EXERCISE BRIEF: Work through the listing below and count the lines that hold "InlineButton". Answer with the number alone.

THE DATA:
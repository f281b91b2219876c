//! Conversation state machine.
//!
//! Each inbound event is handled to completion while its session is locked:
//!
//! ```text
//!   /start ──► AwaitingLanguageChoice ──label──► Translating ──text──► translate + reply
//!                   │    ▲                          │  ▲
//!                   └────┘ unknown text             └──┘ label (re-select)
//! ```
//!
//! Recoverable failures (unknown label, provider down, transport hiccups) end
//! here as chat replies or log lines; nothing is returned to the caller as an error.

use crate::eraser::{EraseReport, HistoryEraser};
use crate::language::{LanguagePair, LanguageSelector};
use crate::message::{ChatId, Command, EventKind, InboundEvent, MessageId, ReplyMarkup};
use crate::replies;
use crate::session::{ConversationState, Session, SessionKey, SessionStore};
use crate::traits::Transport;
use crate::translator::{TranslateError, Translator};
use babel_common::util::{sanitize_for_log, truncate_with_ellipsis};
use std::sync::Arc;
use std::time::Duration;
use tracing::Instrument;

/// Default upper bound on one translation call.
pub const DEFAULT_TRANSLATE_TIMEOUT: Duration = Duration::from_secs(10);

/// What handling an event did.
#[derive(Debug, Clone, PartialEq, Eq)]
pub enum Outcome {
    /// Language menu shown
    Prompted,
    /// First unrecognized entry: interaction ended, menu shown
    Ended,
    /// Later unrecognized entry: asked again
    Reprompted,
    LanguageChosen(LanguagePair),
    Translated,
    /// Provider failed; apology sent
    TranslationFailed,
    DeleteOffered,
    HistoryErased(EraseReport),
    Ignored,
}

/// Routes events to the selector, the translator, or the eraser.
pub struct Conversation {
    sessions: Arc<SessionStore>,
    transport: Arc<dyn Transport>,
    translator: Arc<dyn Translator>,
    selector: LanguageSelector,
    translate_timeout: Duration,
}

impl Conversation {
    pub fn new(
        sessions: Arc<SessionStore>,
        transport: Arc<dyn Transport>,
        translator: Arc<dyn Translator>,
    ) -> Self {
        Self {
            sessions,
            transport,
            translator,
            selector: LanguageSelector::new(),
            translate_timeout: DEFAULT_TRANSLATE_TIMEOUT,
        }
    }

    pub fn with_translate_timeout(mut self, timeout: Duration) -> Self {
        self.translate_timeout = timeout;
        self
    }

    pub fn sessions(&self) -> &Arc<SessionStore> {
        &self.sessions
    }

    /// Handle one inbound event.
    pub async fn handle(&self, event: InboundEvent) -> Outcome {
        let span = tracing::info_span!(
            "event",
            trace_id = %event.trace_id,
            chat_id = %event.chat_id,
            user_id = %event.user_id,
            kind = event.kind_str(),
        );

        async move {
            let key = SessionKey::new(event.chat_id, event.user_id);
            let session = self.sessions.get_or_create(key);
            let mut session = session.lock().await;

            let outcome = self.dispatch(event, &mut session).await;
            tracing::debug!(?outcome, state = ?session.state(), "Event handled");
            outcome
        }
        .instrument(span)
        .await
    }

    async fn dispatch(&self, event: InboundEvent, session: &mut Session) -> Outcome {
        let chat_id = event.chat_id;

        match event.kind {
            EventKind::Command {
                command: Command::Start,
                ..
            } => self.prompt(chat_id, session).await,
            EventKind::Command {
                command: Command::Delete,
                ..
            } => self.offer_delete(chat_id).await,
            EventKind::Command {
                command: Command::Other(name),
                ..
            } => {
                tracing::debug!(command = %name, "Ignoring unknown command");
                Outcome::Ignored
            }
            EventKind::Text { message_id, text } => match session.state() {
                ConversationState::AwaitingLanguageChoice => {
                    self.choose_language(chat_id, session, &text).await
                }
                ConversationState::Translating if self.selector.is_label(&text) => {
                    self.choose_language(chat_id, session, &text).await
                }
                ConversationState::Translating => {
                    self.translate(chat_id, session, message_id, &text).await
                }
            },
            EventKind::Callback {
                callback_id,
                message_id,
                data,
            } => {
                self.handle_callback(chat_id, session, &callback_id, message_id, &data)
                    .await
            }
        }
    }

    async fn prompt(&self, chat_id: ChatId, session: &mut Session) -> Outcome {
        session.await_language_choice();
        self.reply(
            chat_id,
            replies::GREETING,
            Some(replies::start_keyboard(&self.selector)),
        )
        .await;
        Outcome::Prompted
    }

    async fn choose_language(&self, chat_id: ChatId, session: &mut Session, text: &str) -> Outcome {
        match self.selector.select(text) {
            Ok(pair) => {
                session.choose_pair(pair);
                tracing::info!(pair = %pair, "Language pair selected");
                self.reply(
                    chat_id,
                    &replies::confirmation(pair),
                    Some(replies::translating_keyboard(&self.selector)),
                )
                .await;
                Outcome::LanguageChosen(pair)
            }
            Err(rejected) if !session.prompted() => {
                tracing::debug!(%rejected, "First entry not a language choice, ending interaction");
                self.prompt(chat_id, session).await;
                Outcome::Ended
            }
            Err(rejected) => {
                tracing::debug!(%rejected, "Re-prompting for language choice");
                self.reply(
                    chat_id,
                    replies::REPROMPT,
                    Some(replies::start_keyboard(&self.selector)),
                )
                .await;
                Outcome::Reprompted
            }
        }
    }

    async fn translate(
        &self,
        chat_id: ChatId,
        session: &mut Session,
        message_id: MessageId,
        text: &str,
    ) -> Outcome {
        let Some(pair) = session.pair() else {
            // Translating always carries a pair; fall back to the menu if not.
            return self.prompt(chat_id, session).await;
        };

        session.record(message_id);

        let text = text.trim();
        let result = tokio::time::timeout(self.translate_timeout, self.translator.translate(text, pair))
            .await
            .unwrap_or_else(|_| {
                Err(TranslateError::Unavailable(format!(
                    "no answer within {:?}",
                    self.translate_timeout
                )))
            });

        let (reply, outcome) = match result {
            Ok(translated) => (translated, Outcome::Translated),
            Err(e) => {
                tracing::warn!(
                    pair = %pair,
                    error = %e,
                    text = %truncate_with_ellipsis(text, 80),
                    "Translation failed"
                );
                (replies::APOLOGY.to_string(), Outcome::TranslationFailed)
            }
        };

        // Failed exchanges are recorded too, so /delete also removes the apology.
        if let Some(reply_id) = self.reply(chat_id, &reply, None).await {
            session.record(reply_id);
            return outcome;
        }

        // The translation never reached the user: one apology attempt, no retry.
        if outcome == Outcome::Translated {
            if let Some(apology_id) = self.reply(chat_id, replies::APOLOGY, None).await {
                session.record(apology_id);
            }
        }
        Outcome::TranslationFailed
    }

    async fn offer_delete(&self, chat_id: ChatId) -> Outcome {
        self.reply(
            chat_id,
            replies::DELETE_PROMPT,
            Some(replies::delete_keyboard()),
        )
        .await;
        Outcome::DeleteOffered
    }

    async fn handle_callback(
        &self,
        chat_id: ChatId,
        session: &mut Session,
        callback_id: &str,
        message_id: MessageId,
        data: &str,
    ) -> Outcome {
        if let Err(e) = self.transport.answer_callback(callback_id).await {
            tracing::warn!(error = %sanitize_for_log(&e.to_string()), "Failed to answer callback");
        }

        if data != replies::DELETE_HISTORY_CALLBACK {
            tracing::debug!(data = %data, "Ignoring unknown callback");
            return Outcome::Ignored;
        }

        let report = HistoryEraser::new(self.transport.as_ref())
            .erase(chat_id, session.history_mut())
            .await;
        tracing::info!(
            attempted = report.attempted,
            deleted = report.deleted,
            failed = report.failed.len(),
            "Translation history erased"
        );

        if let Err(e) = self
            .transport
            .edit_message_text(chat_id, message_id, replies::HISTORY_CLEARED)
            .await
        {
            tracing::warn!(error = %sanitize_for_log(&e.to_string()), "Failed to confirm history erase");
        }

        Outcome::HistoryErased(report)
    }

    /// Send a reply, logging instead of failing.
    async fn reply(
        &self,
        chat_id: ChatId,
        text: &str,
        markup: Option<ReplyMarkup>,
    ) -> Option<MessageId> {
        match self.transport.send_text(chat_id, text, markup).await {
            Ok(id) => Some(id),
            Err(e) => {
                tracing::error!(error = %sanitize_for_log(&e.to_string()), "Failed to send reply");
                None
            }
        }
    }
}
//! Babel Bot - a Telegram translation relay.
//!
//! Users pick a direction from a menu ("Translate to Spanish" / "Translate to
//! English"), then every text they send is translated and answered. `/delete`
//! removes the recorded exchange from the chat.
//!
//! ## Architecture
//!
//! ```text
//! Telegram ─getUpdates─► TelegramChannel ─mpsc─► Dispatcher ─► per-session worker
//!                                                                   │
//!                                                              Conversation
//!                                                     ┌─────────────┼─────────────┐
//!                                              LanguageSelector  Translator  HistoryEraser
//!                                                                   │
//! Telegram ◄────────────── sendMessage / deleteMessage ◄── Transport ┘
//! ```

#![warn(clippy::all)]
#![allow(clippy::pedantic)]

pub mod conversation;
pub mod dispatcher;
pub mod eraser;
pub mod language;
pub mod message;
pub mod replies;
pub mod session;
pub mod telegram;
pub mod traits;
pub mod translator;

#[cfg(test)]
mod testing;

// Re-export commonly used types
pub use conversation::{Conversation, Outcome};
pub use dispatcher::Dispatcher;
pub use eraser::{EraseReport, HistoryEraser};
pub use language::{Language, LanguagePair, LanguageSelector, SelectionRejected};
pub use message::{ChatId, Command, EventKind, InboundEvent, MessageId, ReplyMarkup, UserId};
pub use session::{ConversationState, Session, SessionKey, SessionStore};
pub use telegram::TelegramChannel;
pub use traits::{ChannelError, ChannelResult, Transport};
pub use translator::{GoogleTranslator, TranslateError, Translator};

use anyhow::Context;
use babel_common::config::{Config, BOT_TOKEN_ENV};
use babel_common::Error;
use std::sync::Arc;
use std::time::Duration;
use tokio::sync::mpsc;

/// Inbound events buffered between the poller and the dispatcher.
const EVENT_BUFFER: usize = 100;

/// Run the bot until Ctrl-C or until polling fails for good.
pub async fn run(config: &Config) -> anyhow::Result<()> {
    let token = config
        .bot_token()
        .ok_or_else(|| Error::ConfigurationMissing(BOT_TOKEN_ENV.to_string()))?;

    let telegram = TelegramChannel::new(token.to_string(), config.telegram.allowed_users.clone())
        .with_api_base(config.telegram.api_base.clone())
        .with_poll_timeout(config.telegram.poll_timeout_secs);
    telegram
        .init()
        .await
        .context("Telegram rejected the bot token")?;
    let telegram = Arc::new(telegram);

    let translator = Arc::new(
        GoogleTranslator::new(&config.translator).context("Failed to set up translator")?,
    );

    let conversation = Arc::new(
        Conversation::new(Arc::new(SessionStore::new()), telegram.clone(), translator)
            .with_translate_timeout(Duration::from_secs(config.translator.timeout_secs)),
    );

    let (tx, rx) = mpsc::channel(EVENT_BUFFER);
    let dispatcher = Arc::new(Dispatcher::new(conversation)).spawn(rx);

    let poller = telegram.clone();
    let mut listener = tokio::spawn(async move { poller.listen(tx).await });

    tracing::info!(
        allowed_users = ?config.telegram.allowed_users,
        translator = %config.translator.endpoint,
        "Babel bot running"
    );

    tokio::select! {
        _ = tokio::signal::ctrl_c() => {
            tracing::info!("Shutdown signal received");
            listener.abort();
        }
        res = &mut listener => {
            match res {
                Ok(Ok(())) => tracing::info!("Telegram listener finished"),
                Ok(Err(e)) => {
                    dispatcher.abort();
                    return Err(e).context("Telegram polling stopped");
                }
                Err(e) => {
                    dispatcher.abort();
                    return Err(e).context("Telegram listener task failed");
                }
            }
        }
    }

    dispatcher.abort();
    Ok(())
}
//! Utility functions for Babel services.

use once_cell::sync::Lazy;
use regex::Regex;

/// Truncate a string to at most `max_chars` characters, appending "..." if truncated.
///
/// Works on character boundaries, so multi-byte text (accents, emoji) is safe.
pub fn truncate_with_ellipsis(s: &str, max_chars: usize) -> String {
    match s.char_indices().nth(max_chars) {
        Some((idx, _)) => {
            let truncated = &s[..idx];
            format!("{}...", truncated.trim_end())
        }
        None => s.to_string(),
    }
}

static SECRET_PATTERNS: Lazy<Vec<(Regex, &'static str)>> = Lazy::new(|| {
    [
        // Telegram bot tokens appear inside request URLs: /bot123456:AA.../method
        (r"bot\d{5,}:[A-Za-z0-9_-]{20,}", "bot***REDACTED***"),
        (r"\b\d{5,}:[A-Za-z0-9_-]{30,}\b", "***REDACTED_BOT_TOKEN***"),
        (r"(?i)(token|secret|bearer)\s*[=:]\s*\S{10,}", "$1=***REDACTED***"),
    ]
    .into_iter()
    .filter_map(|(pattern, replacement)| Regex::new(pattern).ok().map(|re| (re, replacement)))
    .collect()
});

/// Sanitize a string for safe logging (redact bot tokens and similar secrets).
pub fn sanitize_for_log(s: &str) -> String {
    let mut result = s.to_string();
    for (re, replacement) in SECRET_PATTERNS.iter() {
        result = re.replace_all(&result, *replacement).to_string();
    }
    result
}

#[cfg(test)]
mod tests {
    use super::*;
    use test_case::test_case;

    #[test_case("hello", 10, "hello" ; "shorter than limit")]
    #[test_case("hello world", 5, "hello..." ; "ascii truncated")]
    #[test_case("¿Qué tal?", 4, "¿Qué..." ; "accented truncated")]
    #[test_case("", 10, "" ; "empty")]
    fn test_truncate_with_ellipsis(input: &str, max: usize, expected: &str) {
        assert_eq!(truncate_with_ellipsis(input, max), expected);
    }

    #[test]
    fn test_sanitize_bot_url() {
        let input = "error sending request for url (https://api.telegram.org/bot123456789:AAHdqTcvCH1vGWJxfSeofSAs0K5PALDsaw/getUpdates)";
        let output = sanitize_for_log(input);
        assert!(!output.contains("AAHdqTcvCH1vGWJxfSeofSAs0K5PALDsaw"));
        assert!(output.contains("REDACTED"));
        assert!(output.ends_with("/getUpdates)"));
    }

    #[test]
    fn test_sanitize_leaves_plain_text() {
        assert_eq!(sanitize_for_log("message 42 not found"), "message 42 not found");
    }
}
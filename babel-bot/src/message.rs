//! Message types exchanged between the transport and the conversation core.

use std::fmt;

/// Chat identifier.
#[derive(Debug, Clone, Copy, PartialEq, Eq, Hash)]
pub struct ChatId(pub i64);

/// User identifier.
#[derive(Debug, Clone, Copy, PartialEq, Eq, Hash)]
pub struct UserId(pub i64);

/// Message identifier, unique within a chat.
#[derive(Debug, Clone, Copy, PartialEq, Eq, Hash, PartialOrd, Ord)]
pub struct MessageId(pub i64);

impl fmt::Display for ChatId {
    fn fmt(&self, f: &mut fmt::Formatter<'_>) -> fmt::Result {
        write!(f, "{}", self.0)
    }
}

impl fmt::Display for UserId {
    fn fmt(&self, f: &mut fmt::Formatter<'_>) -> fmt::Result {
        write!(f, "{}", self.0)
    }
}

impl fmt::Display for MessageId {
    fn fmt(&self, f: &mut fmt::Formatter<'_>) -> fmt::Result {
        write!(f, "{}", self.0)
    }
}

/// Bot commands the conversation understands.
#[derive(Debug, Clone, PartialEq, Eq)]
pub enum Command {
    /// Show the language menu
    Start,
    /// Offer to clear the translation history
    Delete,
    /// Anything else starting with `/`
    Other(String),
}

impl Command {
    /// Parse a command from message text.
    ///
    /// Accepts `/name`, `/name@BotName`, and trailing arguments. Returns `None`
    /// when the text is not a command at all.
    pub fn parse(text: &str) -> Option<Self> {
        let rest = text.trim().strip_prefix('/')?;
        let word = rest.split_whitespace().next().unwrap_or("");
        let name = word.split('@').next().unwrap_or("");
        if name.is_empty() {
            return None;
        }

        Some(match name.to_ascii_lowercase().as_str() {
            "start" => Self::Start,
            "delete" => Self::Delete,
            _ => Self::Other(name.to_string()),
        })
    }
}

/// What happened in the chat.
#[derive(Debug, Clone, PartialEq, Eq)]
pub enum EventKind {
    /// A bot command
    Command {
        message_id: MessageId,
        command: Command,
    },
    /// Free text
    Text { message_id: MessageId, text: String },
    /// An inline button press
    Callback {
        callback_id: String,
        /// Message carrying the pressed button
        message_id: MessageId,
        data: String,
    },
}

/// Inbound event delivered by the transport.
#[derive(Debug, Clone, PartialEq, Eq)]
pub struct InboundEvent {
    pub chat_id: ChatId,
    pub user_id: UserId,
    pub username: Option<String>,
    pub kind: EventKind,
    /// Trace ID for log correlation
    pub trace_id: String,
}

impl InboundEvent {
    /// Short label for logs.
    pub fn kind_str(&self) -> &'static str {
        match self.kind {
            EventKind::Command { .. } => "command",
            EventKind::Text { .. } => "text",
            EventKind::Callback { .. } => "callback",
        }
    }
}

/// A single inline keyboard button.
#[derive(Debug, Clone, PartialEq, Eq)]
pub struct InlineButton {
    pub text: String,
    pub callback_data: String,
}

impl InlineButton {
    pub fn new(text: impl Into<String>, callback_data: impl Into<String>) -> Self {
        Self {
            text: text.into(),
            callback_data: callback_data.into(),
        }
    }
}

/// Keyboard attached to an outgoing message.
#[derive(Debug, Clone, PartialEq, Eq)]
pub enum ReplyMarkup {
    /// Reply keyboard replacing the user's text keyboard
    Keyboard {
        rows: Vec<Vec<String>>,
        one_time: bool,
        resize: bool,
    },
    /// Buttons attached below the message
    Inline(Vec<Vec<InlineButton>>),
}

#[cfg(test)]
mod tests {
    use super::*;
    use test_case::test_case;

    #[test_case("/start", Some(Command::Start) ; "plain start")]
    #[test_case("/start@babel_bot", Some(Command::Start) ; "addressed start")]
    #[test_case("/DELETE", Some(Command::Delete) ; "uppercase delete")]
    #[test_case("/delete now", Some(Command::Delete) ; "with argument")]
    #[test_case("/help", Some(Command::Other("help".into())) ; "unknown")]
    #[test_case("hello", None ; "not a command")]
    #[test_case("/", None ; "bare slash")]
    fn parses_commands(text: &str, expected: Option<Command>) {
        assert_eq!(Command::parse(text), expected);
    }

    #[test]
    fn ids_display_as_numbers() {
        assert_eq!(ChatId(-100).to_string(), "-100");
        assert_eq!(MessageId(7).to_string(), "7");
    }
}
//! Best-effort deletion of a session's recorded messages.

use crate::message::{ChatId, MessageId};
use crate::traits::Transport;
use babel_common::util::sanitize_for_log;

/// Outcome of one sweep.
#[derive(Debug, Clone, Default, PartialEq, Eq)]
pub struct EraseReport {
    pub attempted: usize,
    pub deleted: usize,
    /// Ids the transport refused to delete
    pub failed: Vec<MessageId>,
}

/// Deletes recorded message ids one by one.
///
/// A failed deletion (already gone, too old, no rights) is logged and skipped;
/// the sweep always visits every id.
pub struct HistoryEraser<'a> {
    transport: &'a dyn Transport,
}

impl<'a> HistoryEraser<'a> {
    pub fn new(transport: &'a dyn Transport) -> Self {
        Self { transport }
    }

    /// Delete every id in `history` and leave it empty.
    pub async fn erase(&self, chat_id: ChatId, history: &mut Vec<MessageId>) -> EraseReport {
        let ids = std::mem::take(history);
        let mut report = EraseReport {
            attempted: ids.len(),
            ..EraseReport::default()
        };

        for message_id in ids {
            match self.transport.delete_message(chat_id, message_id).await {
                Ok(()) => report.deleted += 1,
                Err(e) => {
                    tracing::warn!(
                        chat_id = %chat_id,
                        message_id = %message_id,
                        error = %sanitize_for_log(&e.to_string()),
                        "Failed to delete message"
                    );
                    report.failed.push(message_id);
                }
            }
        }

        report
    }
}
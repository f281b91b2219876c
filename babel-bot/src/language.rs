//! Languages, language pairs, and the menu-label selector.

use std::fmt;

/// Supported languages.
#[derive(Debug, Clone, Copy, PartialEq, Eq, Hash)]
pub enum Language {
    En,
    Es,
}

impl Language {
    /// ISO 639-1 code understood by the translation provider.
    pub const fn code(self) -> &'static str {
        match self {
            Self::En => "en",
            Self::Es => "es",
        }
    }

    /// English name for user-facing text.
    pub const fn name(self) -> &'static str {
        match self {
            Self::En => "English",
            Self::Es => "Spanish",
        }
    }
}

impl fmt::Display for Language {
    fn fmt(&self, f: &mut fmt::Formatter<'_>) -> fmt::Result {
        f.write_str(self.code())
    }
}

/// A translation direction. Source and target always differ.
#[derive(Debug, Clone, Copy, PartialEq, Eq, Hash)]
pub struct LanguagePair {
    source: Language,
    target: Language,
}

impl LanguagePair {
    /// Build a pair; `None` when both sides are the same language.
    pub fn new(source: Language, target: Language) -> Option<Self> {
        (source != target).then_some(Self { source, target })
    }

    pub const fn source(&self) -> Language {
        self.source
    }

    pub const fn target(&self) -> Language {
        self.target
    }
}

impl fmt::Display for LanguagePair {
    fn fmt(&self, f: &mut fmt::Formatter<'_>) -> fmt::Result {
        write!(f, "{}->{}", self.source, self.target)
    }
}

/// The submitted text matched no menu label.
#[derive(Debug, Clone, PartialEq, Eq, thiserror::Error)]
#[error("unrecognized language choice: {0:?}")]
pub struct SelectionRejected(pub String);

/// One menu entry.
#[derive(Debug, Clone, Copy)]
struct LanguageOption {
    label: &'static str,
    source: Language,
    target: Language,
}

const OPTIONS: &[LanguageOption] = &[
    LanguageOption {
        label: "Translate to Spanish",
        source: Language::En,
        target: Language::Es,
    },
    LanguageOption {
        label: "Translate to English",
        source: Language::Es,
        target: Language::En,
    },
];

/// Maps menu labels to language pairs.
///
/// Matching is exact after trimming surrounding whitespace.
#[derive(Debug, Clone, Copy, Default)]
pub struct LanguageSelector;

impl LanguageSelector {
    pub fn new() -> Self {
        Self
    }

    /// Resolve a label to a pair.
    pub fn select(&self, text: &str) -> Result<LanguagePair, SelectionRejected> {
        let text = text.trim();
        OPTIONS
            .iter()
            .find(|opt| opt.label == text)
            .and_then(|opt| LanguagePair::new(opt.source, opt.target))
            .ok_or_else(|| SelectionRejected(text.to_string()))
    }

    /// Whether the text is one of the menu labels.
    pub fn is_label(&self, text: &str) -> bool {
        self.select(text).is_ok()
    }

    /// Menu labels in display order.
    pub fn labels(&self) -> impl Iterator<Item = &'static str> {
        OPTIONS.iter().map(|opt| opt.label)
    }
}

#[cfg(test)]
mod tests {
    use super::*;
    use test_case::test_case;

    #[test_case("Translate to Spanish", Language::En, Language::Es ; "to spanish")]
    #[test_case("Translate to English", Language::Es, Language::En ; "to english")]
    #[test_case("  Translate to English\n", Language::Es, Language::En ; "surrounding whitespace")]
    fn selects_pair(label: &str, source: Language, target: Language) {
        let pair = LanguageSelector::new().select(label).unwrap();
        assert_eq!(pair.source(), source);
        assert_eq!(pair.target(), target);
    }

    #[test_case("translate to spanish" ; "wrong case")]
    #[test_case("Spanish" ; "partial")]
    #[test_case("" ; "empty")]
    fn rejects_other_text(text: &str) {
        let err = LanguageSelector::new().select(text).unwrap_err();
        assert_eq!(err.0, text.trim());
    }

    #[test]
    fn pair_requires_distinct_languages() {
        assert!(LanguagePair::new(Language::En, Language::En).is_none());
        let pair = LanguagePair::new(Language::En, Language::Es).unwrap();
        assert_eq!(pair.to_string(), "en->es");
    }

    #[test]
    fn every_label_resolves() {
        let selector = LanguageSelector::new();
        let labels: Vec<_> = selector.labels().collect();
        assert_eq!(labels.len(), 2);
        assert!(labels.iter().all(|l| selector.is_label(l)));
    }
}
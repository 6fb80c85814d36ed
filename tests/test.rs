mod table_transition;

use std::{fs, path::Path};

use serde::Deserialize;
use table_transition::TableTransition;

#[test]
fn test_table_transitions_one_way() {
    for transition in &get_all_transitions() {
        transition.assert_builds(&transition.from(), &transition.to());
    }
}

#[test]
fn test_table_transitions_inverse_way() {
    for transition in &get_all_transitions() {
        transition.assert_builds(&transition.to(), &transition.from());
    }
}

#[test]
fn test_flattened_rows_one_way() {
    for transition in &get_all_transitions() {
        transition.assert_rows_build(&transition.from(), &transition.to());
    }
}

#[test]
fn test_flattened_rows_inverse_way() {
    for transition in &get_all_transitions() {
        transition.assert_rows_build(&transition.to(), &transition.from());
    }
}

fn get_all_transitions() -> Vec<TableTransition> {
    let cases_dir = Path::new("tests/cases");
    let entries = fs::read_dir(cases_dir)
        .expect("Failed to read cases directory")
        .collect::<Vec<_>>();

    let mut transitions = Vec::new();

    for entry in entries {
        let entry = entry.expect("Failed to read directory entry");
        let path = entry.path();

        if path.is_file() && path.extension().and_then(|ext| ext.to_str()) == Some("yml") {
            let file = fs::File::open(&path).expect("Failed to open case file");
            for document in serde_yaml::Deserializer::from_reader(file) {
                let transition = TableTransition::deserialize(document)
                    .expect("Failed to deserialize table transition");
                transitions.push(transition);
            }
        }
    }

    assert!(!transitions.is_empty(), "No table transitions found");
    transitions
}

EXERCISE OUTPUT: 3